Ювенильные и климактерические кровотечения. Дифференциальная диагностика ювенильных кровотечений, дисфункциональных маточных кровотечений по типу атрезии и персистенции фолликула, страница 3

1.Фаза лютеиновой недостаточности. Она возникает в результате подавления нейросекреции рилизинг-фактора ЛГ с последующим снижением секреции ЛГ и сравнительного избытка ФСГ, который вначале оказывает эффект стимуляции яичников, отвечающих исключительно эстрогенной секрецией, не компенсирующейся прогестероном.

2.          Фаза                    эстрогенной               не остаточности               возникает           в силу снижения рецептивности яичников на усиленное воздействие ФСГ. Эстрогенная недостаточность в результате механизма обратного действия отражается и на невроантигипофизарных центрах, усугубляя центральные нарушения.

Дифференциация климактерических дисфункциональных кровотечений направлена на исключение онкологических заболеваний (предрака и рака матки, яичников, гормонально активных опухолей яичников, фибромиомы тела матки), опухолей гипофиза. Заболеваний коры надпочечников и щитовидной железы.
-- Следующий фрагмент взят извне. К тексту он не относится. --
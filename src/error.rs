//! Error types for xsdgraph
//!
//! Two families of errors exist: [`SchemaError`] is raised while compiling
//! schema sources into a component table, [`ValidationError`] is raised while
//! checking an instance document against a compiled schema. Everything else
//! (resource loading, malformed XML, exceeded limits) is wrapped by [`Error`].

use std::fmt;
use thiserror::Error;

/// Result type alias using the crate [`Error`]
pub type Result<T> = std::result::Result<T, Error>;

/// Main error type for xsdgraph operations
#[derive(Error, Debug)]
pub enum Error {
    /// Compile-time schema error
    #[error("schema error: {0}")]
    Schema(#[from] SchemaError),

    /// Instance validation error
    #[error("validation error: {0}")]
    Validation(#[from] ValidationError),

    /// Resource loading error (always wraps the loader failure)
    #[error("resource error: {0}")]
    Resource(String),

    /// Malformed XML handed over by the node source
    #[error("XML error: {0}")]
    Xml(String),

    /// A configured processing limit was exceeded
    #[error("limit exceeded: {0}")]
    LimitExceeded(String),

    /// Value error (invalid value for a setting or literal)
    #[error("value error: {0}")]
    Value(String),

    /// Namespace error (unbound prefix)
    #[error("namespace error: {0}")]
    Namespace(String),

    /// Name error (invalid XML name)
    #[error("name error: {0}")]
    Name(String),

    /// URL parsing error
    #[error("URL error: {0}")]
    Url(#[from] url::ParseError),
}

impl Error {
    /// Return the schema error, if this is one
    pub fn as_schema_error(&self) -> Option<&SchemaError> {
        match self {
            Error::Schema(e) => Some(e),
            _ => None,
        }
    }

    /// Return the validation error, if this is one
    pub fn as_validation_error(&self) -> Option<&ValidationError> {
        match self {
            Error::Validation(e) => Some(e),
            _ => None,
        }
    }
}

// =============================================================================
// Schema errors
// =============================================================================

/// Classification of compile-time schema errors
#[derive(Debug, Clone, Copy, PartialEq, Eq, Hash)]
pub enum SchemaErrorKind {
    /// Two top-level components share a name in the same namespace and category
    DuplicateComponent,
    /// A redefinition chain revisits a source that is still being loaded
    CircularInclusion,
    /// A derivation or definition cycle (type restricts itself, group contains itself)
    UnresolvableDerivation,
    /// A complex type restriction does not narrow its base
    InvalidRestriction,
    /// A facet contradicts or loosens an inherited facet
    InvalidFacetDerivation,
    /// A reference names no known component
    UnresolvedReference,
    /// An extension redeclares or appends content illegally
    InvalidExtension,
    /// A content model cannot be compiled
    InvalidContentModel,
    /// A declaration is malformed
    InvalidComponent,
    /// A schema source could not be fetched or parsed
    Resource,
}

impl fmt::Display for SchemaErrorKind {
    fn fmt(&self, f: &mut fmt::Formatter<'_>) -> fmt::Result {
        let s = match self {
            Self::DuplicateComponent => "DuplicateComponent",
            Self::CircularInclusion => "CircularInclusion",
            Self::UnresolvableDerivation => "UnresolvableDerivation",
            Self::InvalidRestriction => "InvalidRestriction",
            Self::InvalidFacetDerivation => "InvalidFacetDerivation",
            Self::UnresolvedReference => "UnresolvedReference",
            Self::InvalidExtension => "InvalidExtension",
            Self::InvalidContentModel => "InvalidContentModel",
            Self::InvalidComponent => "InvalidComponent",
            Self::Resource => "Resource",
        };
        f.write_str(s)
    }
}

/// Compile-time error raised while building the component table
#[derive(Debug, Clone, PartialEq)]
pub struct SchemaError {
    /// Error classification
    pub kind: SchemaErrorKind,
    /// Error message
    pub message: String,
    /// Schema source location
    pub location: Option<String>,
    /// Component that caused the error, as `{namespace}local`
    pub component: Option<String>,
}

impl SchemaError {
    /// Create a new schema error
    pub fn new(kind: SchemaErrorKind, message: impl Into<String>) -> Self {
        Self {
            kind,
            message: message.into(),
            location: None,
            component: None,
        }
    }

    /// Set the source location
    pub fn with_location(mut self, location: impl Into<String>) -> Self {
        self.location = Some(location.into());
        self
    }

    /// Set the offending component
    pub fn with_component(mut self, component: impl Into<String>) -> Self {
        self.component = Some(component.into());
        self
    }
}

impl fmt::Display for SchemaError {
    fn fmt(&self, f: &mut fmt::Formatter<'_>) -> fmt::Result {
        write!(f, "[{}] {}", self.kind, self.message)?;

        if let Some(ref component) = self.component {
            write!(f, "\n\nComponent: {}", component)?;
        }

        if let Some(ref loc) = self.location {
            write!(f, "\n\nLocation: {}", loc)?;
        }

        Ok(())
    }
}

impl std::error::Error for SchemaError {}

// =============================================================================
// Validation errors
// =============================================================================

/// Classification of instance validation errors
#[derive(Debug, Clone, Copy, PartialEq, Eq, Hash, serde::Serialize)]
pub enum ValidationErrorKind {
    /// Required content (element or particle) is missing
    MissingRequiredContent,
    /// An element appears where the content model does not allow it
    UnexpectedElement,
    /// A simple value violates its type or facets
    FacetViolation,
    /// A missing, undeclared, prohibited or invalid attribute
    AttributeError,
    /// A unique/key/keyref violation
    IdentityConstraintViolation,
    /// An `xsi:type` that is unknown, blocked or not validly derived
    XsiTypeError,
}

impl fmt::Display for ValidationErrorKind {
    fn fmt(&self, f: &mut fmt::Formatter<'_>) -> fmt::Result {
        let s = match self {
            Self::MissingRequiredContent => "MissingRequiredContent",
            Self::UnexpectedElement => "UnexpectedElement",
            Self::FacetViolation => "FacetViolation",
            Self::AttributeError => "AttributeError",
            Self::IdentityConstraintViolation => "IdentityConstraintViolation",
            Self::XsiTypeError => "XsiTypeError",
        };
        f.write_str(s)
    }
}

/// Instance validation error with context
#[derive(Debug, Clone, PartialEq, serde::Serialize)]
pub struct ValidationError {
    /// Error classification
    pub kind: ValidationErrorKind,
    /// Error message
    pub message: String,
    /// Path to the element that failed validation
    pub path: Option<String>,
    /// Underlying reason
    pub reason: Option<String>,
    /// What the schema expected at this point
    pub expected: Vec<String>,
}

impl ValidationError {
    /// Create a new validation error
    pub fn new(kind: ValidationErrorKind, message: impl Into<String>) -> Self {
        Self {
            kind,
            message: message.into(),
            path: None,
            reason: None,
            expected: Vec::new(),
        }
    }

    /// Shorthand for a facet violation
    pub fn facet(message: impl Into<String>) -> Self {
        Self::new(ValidationErrorKind::FacetViolation, message)
    }

    /// Set the path where validation failed
    pub fn with_path(mut self, path: impl Into<String>) -> Self {
        self.path = Some(path.into());
        self
    }

    /// Set the reason
    pub fn with_reason(mut self, reason: impl Into<String>) -> Self {
        self.reason = Some(reason.into());
        self
    }

    /// Set the expected items
    pub fn with_expected(mut self, expected: Vec<String>) -> Self {
        self.expected = expected;
        self
    }
}

impl fmt::Display for ValidationError {
    fn fmt(&self, f: &mut fmt::Formatter<'_>) -> fmt::Result {
        write!(f, "[{}] {}", self.kind, self.message)?;

        if let Some(ref reason) = self.reason {
            write!(f, "\n\nReason: {}", reason)?;
        }

        if !self.expected.is_empty() {
            write!(f, "\n\nExpected: {}", self.expected.join(", "))?;
        }

        if let Some(ref path) = self.path {
            write!(f, "\n\nPath: {}", path)?;
        }

        Ok(())
    }
}

impl std::error::Error for ValidationError {}

#[cfg(test)]
mod tests {
    use super::*;

    #[test]
    fn test_validation_error_display() {
        let err = ValidationError::new(ValidationErrorKind::UnexpectedElement, "Unexpected 'foo'")
            .with_reason("content model already complete")
            .with_path("/root/foo")
            .with_expected(vec!["bar".to_string()]);

        let msg = format!("{}", err);
        assert!(msg.contains("UnexpectedElement"));
        assert!(msg.contains("Unexpected 'foo'"));
        assert!(msg.contains("Reason:"));
        assert!(msg.contains("Expected: bar"));
        assert!(msg.contains("Path: /root/foo"));
    }

    #[test]
    fn test_schema_error_display() {
        let err = SchemaError::new(SchemaErrorKind::DuplicateComponent, "duplicate type")
            .with_location("a.xsd")
            .with_component("{urn:x}T");

        let msg = format!("{}", err);
        assert!(msg.contains("[DuplicateComponent] duplicate type"));
        assert!(msg.contains("Location: a.xsd"));
        assert!(msg.contains("Component: {urn:x}T"));
    }

    #[test]
    fn test_error_conversion() {
        let err: Error = ValidationError::facet("bad").into();
        assert!(err.as_validation_error().is_some());
        assert!(err.as_schema_error().is_none());

        let err: Error = SchemaError::new(SchemaErrorKind::Resource, "missing").into();
        assert_eq!(
            err.as_schema_error().map(|e| e.kind),
            Some(SchemaErrorKind::Resource)
        );
    }
}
Для уточнения диагноза и остановки кровотечения показано раздельное диагностическое выскабливание, рентгенологические методы (гистеросальпингография), эндоскопические методы исследования (гистероскопия, лапароскопия), кольпоцитологическое исследование.

Лечение комплексное.

1.  Общеукрепляющее лечение с назначением седативных средств.
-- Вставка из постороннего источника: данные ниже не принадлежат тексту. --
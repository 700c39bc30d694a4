//! Compiled schemas
//!
//! [`Schema`] is the public face of the crate: it compiles one or more
//! schema documents into a frozen component table and validates or decodes
//! instance documents against it.
//!
//! A compiled schema is immutable. It is `Send + Sync` and cheap to clone,
//! so one instance can serve many threads; all per-validation state lives
//! in the validation call.
//!
//! # Example
//!
//! ```
//! use xsdgraph::{Schema, SchemaOptions};
//!
//! let schema = Schema::from_str(
//!     r#"<xs:schema xmlns:xs="http://www.w3.org/2001/XMLSchema">
//!          <xs:element name="qty" type="xs:positiveInteger"/>
//!        </xs:schema>"#,
//!     SchemaOptions::default(),
//! )?;
//! assert!(schema.is_valid_str("<qty>3</qty>"));
//! assert!(!schema.is_valid_str("<qty>0</qty>"));
//! # Ok::<(), xsdgraph::Error>(())
//! ```

use std::fmt;
use std::path::Path;
use std::sync::Arc;

use serde::{Deserialize, Serialize};
use tracing::{debug, info};

use crate::documents::Document;
use crate::error::{Error, Result, SchemaError, ValidationError};
use crate::limits::Limits;
use crate::loaders::{FsLoader, ResourceLoader};
use crate::namespaces::QName;
use crate::xpath::{DefaultEvaluator, SelectorEvaluator};

use super::base::{ElementId, TypeId, ValidationMode};
use super::builders::{self, XsdVersion};
use super::decoded::DecodedElement;
use super::document_validation::validate_document;
use super::elements::ElementDecl;
use super::globals::{ComponentTable, TypeDef};
use super::parsing::{SchemaSource, SourceParser};
use super::validation::ValidationReport;

/// Compile and validation options
///
/// Deserializable, so options can come from a configuration file; missing
/// fields take their defaults.
#[derive(Debug, Clone, PartialEq, Serialize, Deserialize)]
#[serde(default)]
pub struct SchemaOptions {
    /// Default validation mode
    pub mode: ValidationMode,
    /// XSD language version
    pub xsd_version: XsdVersion,
    /// Maximum element nesting accepted in instance documents
    pub max_depth: usize,
    /// Recover from schema errors instead of failing the compile
    pub lax_compile: bool,
    /// Resource limits for compiling
    pub limits: Limits,
}

impl Default for SchemaOptions {
    fn default() -> Self {
        Self {
            mode: ValidationMode::Strict,
            xsd_version: XsdVersion::V10,
            max_depth: 1000,
            lax_compile: false,
            limits: Limits::default(),
        }
    }
}

impl SchemaOptions {
    /// Set the default validation mode
    pub fn with_mode(mut self, mode: ValidationMode) -> Self {
        self.mode = mode;
        self
    }

    /// Set the XSD version
    pub fn with_version(mut self, version: XsdVersion) -> Self {
        self.xsd_version = version;
        self
    }

    /// Set the maximum instance nesting depth
    pub fn with_max_depth(mut self, max_depth: usize) -> Self {
        self.max_depth = max_depth;
        self
    }

    /// Enable or disable lax compiling
    pub fn with_lax_compile(mut self, lax: bool) -> Self {
        self.lax_compile = lax;
        self
    }

    /// Set the resource limits
    pub fn with_limits(mut self, limits: Limits) -> Self {
        self.limits = limits;
        self
    }
}

/// A compiled schema
#[derive(Clone)]
pub struct Schema {
    table: Arc<ComponentTable>,
    options: SchemaOptions,
    compile_errors: Vec<SchemaError>,
    evaluator: Arc<dyn SelectorEvaluator>,
}

impl fmt::Debug for Schema {
    fn fmt(&self, f: &mut fmt::Formatter<'_>) -> fmt::Result {
        f.debug_struct("Schema")
            .field("version", &self.table.version())
            .field("types", &self.table.type_count())
            .field("elements", &self.table.element_count())
            .field("compile_errors", &self.compile_errors.len())
            .finish()
    }
}

/// Compile schema sources with the filesystem loader
pub fn compile(sources: &[SchemaSource], options: SchemaOptions) -> Result<Schema> {
    Schema::compile(sources, options)
}

impl Schema {
    /// Compile schema sources, fetching referenced locations from the filesystem
    pub fn compile(sources: &[SchemaSource], options: SchemaOptions) -> Result<Self> {
        let loader = FsLoader::new().with_limits(options.limits.clone());
        Self::compile_with_loader(sources, options, &loader)
    }

    /// Compile schema sources with a custom resource loader
    pub fn compile_with_loader(
        sources: &[SchemaSource],
        options: SchemaOptions,
        loader: &dyn ResourceLoader,
    ) -> Result<Self> {
        let mut parser = SourceParser::new(loader, &options.limits, options.lax_compile);
        for source in sources {
            parser.add_source(source)?;
        }
        let raw = parser.finish();
        let (table, compile_errors) =
            builders::build(&raw, options.xsd_version, &options.limits, options.lax_compile)?;
        info!(
            version = %options.xsd_version,
            sources = raw.sources_loaded,
            types = table.type_count(),
            elements = table.element_count(),
            recovered = compile_errors.len(),
            "schema compiled"
        );
        Ok(Self {
            table: Arc::new(table),
            options,
            compile_errors,
            evaluator: Arc::new(DefaultEvaluator),
        })
    }

    /// Compile a single schema document given as text
    pub fn from_str(xsd: &str, options: SchemaOptions) -> Result<Self> {
        Self::compile(&[SchemaSource::text(xsd)], options)
    }

    /// Compile the schema document at `path`
    pub fn from_file(path: impl AsRef<Path>, options: SchemaOptions) -> Result<Self> {
        let location = path.as_ref().to_string_lossy().into_owned();
        Self::compile(&[SchemaSource::location(location)], options)
    }

    /// Replace the selector evaluator used for identity constraints
    pub fn with_evaluator(mut self, evaluator: Arc<dyn SelectorEvaluator>) -> Self {
        self.evaluator = evaluator;
        self
    }

    /// Validate a document in the default mode
    pub fn validate(&self, doc: &Document) -> Result<ValidationReport> {
        self.validate_with_mode(doc, self.options.mode)
    }

    /// Validate a document in the given mode
    ///
    /// Validation failures are reported in the returned report; `Err` is
    /// left for conditions that stop validation altogether, such as an
    /// exceeded depth limit.
    pub fn validate_with_mode(&self, doc: &Document, mode: ValidationMode) -> Result<ValidationReport> {
        match self.decode_with_mode(doc, mode) {
            Ok((_, errors)) => Ok(ValidationReport::failure(errors)),
            Err(Error::Validation(error)) => Ok(ValidationReport::failure(vec![error])),
            Err(e) => Err(e),
        }
    }

    /// Parse and validate an XML string in the default mode
    pub fn validate_str(&self, xml: &str) -> Result<ValidationReport> {
        let doc = Document::from_string(xml)?;
        self.validate(&doc)
    }

    /// Whether a document is valid; any error counts as invalid
    pub fn is_valid(&self, doc: &Document) -> bool {
        self.validate_with_mode(doc, ValidationMode::Strict)
            .map(|report| report.valid)
            .unwrap_or(false)
    }

    /// Whether an XML string is well-formed and valid
    pub fn is_valid_str(&self, xml: &str) -> bool {
        Document::from_string(xml)
            .map(|doc| self.is_valid(&doc))
            .unwrap_or(false)
    }

    /// Validate all errors of a document, regardless of the default mode
    pub fn iter_errors(&self, doc: &Document) -> Result<Vec<ValidationError>> {
        Ok(self.validate_with_mode(doc, ValidationMode::Lax)?.errors)
    }

    /// Decode a document in the default mode
    ///
    /// Returns the decoded tree and the errors met on the way. In lax mode
    /// the tree is a best-effort decoding even when errors are returned.
    pub fn decode(&self, doc: &Document) -> Result<(DecodedElement, Vec<ValidationError>)> {
        self.decode_with_mode(doc, self.options.mode)
    }

    /// Decode a document in the given mode
    pub fn decode_with_mode(
        &self,
        doc: &Document,
        mode: ValidationMode,
    ) -> Result<(DecodedElement, Vec<ValidationError>)> {
        debug!(mode = %mode, "validating document");
        validate_document(
            &self.table,
            self.evaluator.as_ref(),
            doc,
            mode,
            self.options.max_depth,
        )
    }

    /// Parse and decode an XML string in the default mode
    pub fn decode_str(&self, xml: &str) -> Result<(DecodedElement, Vec<ValidationError>)> {
        let doc = Document::from_string(xml)?;
        self.decode(&doc)
    }

    /// Schema errors recovered from while compiling in lax mode
    pub fn compile_errors(&self) -> &[SchemaError] {
        &self.compile_errors
    }

    /// Options the schema was compiled with
    pub fn options(&self) -> &SchemaOptions {
        &self.options
    }

    /// XSD version of the schema
    pub fn version(&self) -> XsdVersion {
        self.table.version()
    }

    /// The frozen component table
    pub fn table(&self) -> &ComponentTable {
        &self.table
    }

    /// Global element declaration by name
    pub fn lookup_element(&self, name: &QName) -> Option<&ElementDecl> {
        self.table.lookup_element(name).map(|id| self.table.element(id))
    }

    /// Global or built-in type definition by name
    pub fn lookup_type(&self, name: &QName) -> Option<&TypeDef> {
        self.table.lookup_type(name).map(|id| self.table.type_def(id))
    }

    /// Id of a global element
    pub fn element_id(&self, name: &QName) -> Option<ElementId> {
        self.table.lookup_element(name)
    }

    /// Id of a global or built-in type
    pub fn type_id(&self, name: &QName) -> Option<TypeId> {
        self.table.lookup_type(name)
    }

    /// Number of global element declarations
    pub fn element_count(&self) -> usize {
        self.table.element_count()
    }

    /// Number of type definitions, built-ins included
    pub fn type_count(&self) -> usize {
        self.table.type_count()
    }
}

#[cfg(test)]
mod tests {
    use super::*;
    use crate::error::{SchemaErrorKind, ValidationErrorKind};
    use crate::loaders::MemoryLoader;
    use pretty_assertions::assert_eq;

    const XSD: &str = r#"<xs:schema xmlns:xs="http://www.w3.org/2001/XMLSchema">
      <xs:element name="list">
        <xs:complexType>
          <xs:sequence>
            <xs:element name="item" type="xs:int" maxOccurs="unbounded"/>
          </xs:sequence>
        </xs:complexType>
      </xs:element>
    </xs:schema>"#;

    #[test]
    fn test_options_deserialize() {
        let options: SchemaOptions =
            serde_json::from_str(r#"{"mode": "lax", "xsd_version": "1.1"}"#).unwrap();
        assert_eq!(options.mode, ValidationMode::Lax);
        assert_eq!(options.xsd_version, XsdVersion::V11);
        assert_eq!(options.max_depth, 1000);
        assert!(!options.lax_compile);
    }

    #[test]
    fn test_options_builders() {
        let options = SchemaOptions::default()
            .with_mode(ValidationMode::Skip)
            .with_version(XsdVersion::V11)
            .with_max_depth(5)
            .with_lax_compile(true)
            .with_limits(Limits::strict());
        assert_eq!(options.mode, ValidationMode::Skip);
        assert_eq!(options.max_depth, 5);
        assert!(options.lax_compile);
        assert_eq!(options.limits, Limits::strict());
    }

    #[test]
    fn test_validate_modes() {
        let schema = Schema::from_str(XSD, SchemaOptions::default()).unwrap();
        let xml = "<list><item>x</item><item>y</item></list>";

        let strict = schema.validate_str(xml).unwrap();
        assert!(!strict.valid);
        assert_eq!(strict.errors.len(), 1);

        let doc = Document::from_string(xml).unwrap();
        let lax = schema.validate_with_mode(&doc, ValidationMode::Lax).unwrap();
        assert_eq!(lax.errors.len(), 2);
        assert_eq!(lax.errors_of(ValidationErrorKind::FacetViolation).count(), 2);

        let skip = schema.validate_with_mode(&doc, ValidationMode::Skip).unwrap();
        assert!(skip.valid);
    }

    #[test]
    fn test_decode() {
        let schema = Schema::from_str(XSD, SchemaOptions::default()).unwrap();
        let (decoded, errors) = schema.decode_str("<list><item> 7 </item></list>").unwrap();
        assert!(errors.is_empty());
        assert_eq!(decoded.children[0].to_lexical(), Some("7".to_string()));
    }

    #[test]
    fn test_compile_with_memory_loader() {
        let loader = MemoryLoader::new().with_resource(
            "schemas/types.xsd",
            r#"<xs:schema xmlns:xs="http://www.w3.org/2001/XMLSchema">
                 <xs:simpleType name="code">
                   <xs:restriction base="xs:string"><xs:length value="3"/></xs:restriction>
                 </xs:simpleType>
               </xs:schema>"#,
        );
        let main = SchemaSource::named(
            "schemas/main.xsd",
            r#"<xs:schema xmlns:xs="http://www.w3.org/2001/XMLSchema">
                 <xs:include schemaLocation="types.xsd"/>
                 <xs:element name="code" type="code"/>
               </xs:schema>"#,
        );
        let schema = Schema::compile_with_loader(&[main], SchemaOptions::default(), &loader).unwrap();
        assert!(schema.is_valid_str("<code>abc</code>"));
        assert!(!schema.is_valid_str("<code>abcd</code>"));
        assert!(schema.lookup_type(&QName::local("code")).is_some());
    }

    #[test]
    fn test_lax_compile_keeps_errors() {
        let xsd = r#"<xs:schema xmlns:xs="http://www.w3.org/2001/XMLSchema">
          <xs:element name="a" type="missing"/>
          <xs:element name="b" type="xs:string"/>
        </xs:schema>"#;
        let err = Schema::from_str(xsd, SchemaOptions::default()).unwrap_err();
        assert_eq!(
            err.as_schema_error().map(|e| e.kind),
            Some(SchemaErrorKind::UnresolvedReference)
        );

        let schema = Schema::from_str(xsd, SchemaOptions::default().with_lax_compile(true)).unwrap();
        assert_eq!(schema.compile_errors().len(), 1);
        assert!(schema.is_valid_str("<b>text</b>"));
    }

    #[test]
    fn test_schema_is_send_sync() {
        fn assert_send_sync<T: Send + Sync>() {}
        assert_send_sync::<Schema>();
    }
}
2.  остановка кровотечения. В этом возрасте на первый этап становится хирургический метод, который является и диагностическим и лечебным. Выскабливание должно быть раздельное - цервикального канала и слизистой полости матки. Соскоб должен подвергаться онкологическому и гистологическому исследованию. При рецидивах кровотечений, возникающих в пределах 3-4 месяцев после гистологического исследования эндометрия, необходимо гемостаз проводить симптоматическими и гормональными препаратами. В климактерическом периоде чаще применяются гемостазы комплексно: эстрогеново-прогестероновый в соотношении 1:10 или 1:20, либо комплекс эстрогенов, гестагенов и андрогенов. Гормоны вводятся в одном шприце однократно. Поддерживающая терапия продолжается. Применяются следующие прописи:

·  синестрол 20 мг + прогестерон 10 мг + тестостерон-пропионат 50 мг;

·  фолликулин 30 тыс единиц + прогестерон 30 мг + тестостеронпропионат 50 мг;

·  2,0 - 12,5% раствора оксипрогестерона-капроната и 1 мл сустанона 250 или 1 мл-10% раствора тестоната внутримышечно;

·  ежедневно по 30 мг прогестерона и по 1 мл 50%раствора тестостерона-пропионата до остановки кровотечения.
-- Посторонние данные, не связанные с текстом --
//! Network-facing surfaces: gRPC service and metrics endpoint

pub mod grpc;
pub mod metrics_server;

pub use grpc::LlmService;
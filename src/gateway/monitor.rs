//! Queue-depth monitor: periodically samples the engine's internal
//! scheduler backlog for observability.

use std::sync::Arc;
use std::time::Duration;

use tokio::task::JoinHandle;
use tracing::debug;

use crate::engine::InferenceEngine;
use crate::metrics::GatewayMetrics;

/// Spawn the background sampling task.
///
/// Started once at process startup and intended to run for the process
/// lifetime: query failures are swallowed and the next interval tried
/// again. The task only ends with process shutdown.
pub fn spawn_queue_depth_monitor(
    engine: Arc<dyn InferenceEngine>,
    metrics: Arc<GatewayMetrics>,
    interval: Duration,
) -> JoinHandle<()> {
    tokio::spawn(async move {
        loop {
            match engine.queued_requests().await {
                Ok(waiting) => metrics.engine_waiting.set(waiting as i64),
                Err(e) => debug!(error = %e, "Engine backlog query failed"),
            }
            tokio::time::sleep(interval).await;
        }
    })
}
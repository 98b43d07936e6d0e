//! Admission control and generation session machinery

pub mod admission;
pub mod monitor;
pub mod session;
pub mod stream;

pub use admission::{AdmissionController, AdmissionSlot};
pub use monitor::spawn_queue_depth_monitor;
pub use session::{GenerationSession, OutputChunk, SessionState};
pub use stream::DeltaTracker;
Лечение анемии проводится теми же методами, что и при ювенильных кровотечениях.

Гормональная противорецидивная терапия направлена на скорейшее прекращение менструальной функции, и только у больных в возрасте до 45 лет допустимо регуляция цикла методами, применяемыми у женщин репродуктивного периода.

Прекращение менструальной функции –гормональный меностаз андрогенами:

1.  1 мл сустанона - 250 внутримышечно 1 раз в 3-4 недели до наступления аменореи. Обычно нужно 2-3 инъекции до наступления аменореи. Затем интервалы между инъекциями увеличиваются до 8 недель. Курс лечения 6-8 месяцев.

2.  метилтестостерон по 50 мг/сутки ПОД язык в течение двух недель, по 60 мг/сутки - 6 недель и по 10 мг/ сутки два месяца.

3.  тестостерона пропионат по 25 мг внутримышечно 3 раза в неделю в течение одного месяца. По 25 мг 2 раза в неделю - 6-8 недель, по 10 мг два месяца.

Противопоказания к назначению андрогенов являются

·  гипертоническая болезнь со стойким повышением артериального давления

·  тромбоэмболическая болезнь

·  гирсутизм

• повышение полового влечения.

В связи с этим андрогены уступают место гестагенным препаратам 17 ОПК 250 - 2-3 раз в неделю -8 - 12 месяцев. Параллельно с лечением 17 ОПК необходимо назначить аллахол по 1 таблетке 1-2 раза в день, метионин по 1,0 - 2 раза в день, но-шпу по 1-2 таблетки день; оргаметрил по 1 таб в день непрерывно 6 мес.; использование антигонадотропинов, антипрогестинов, агонистов рилизинг-гормонов.

Рациональное гормональное лечение больных направлено на нормализацию эндометрия и компенсацию эндокринно-обменных нарушений и является реальным направлением патогенетической профилактики рака тела матки.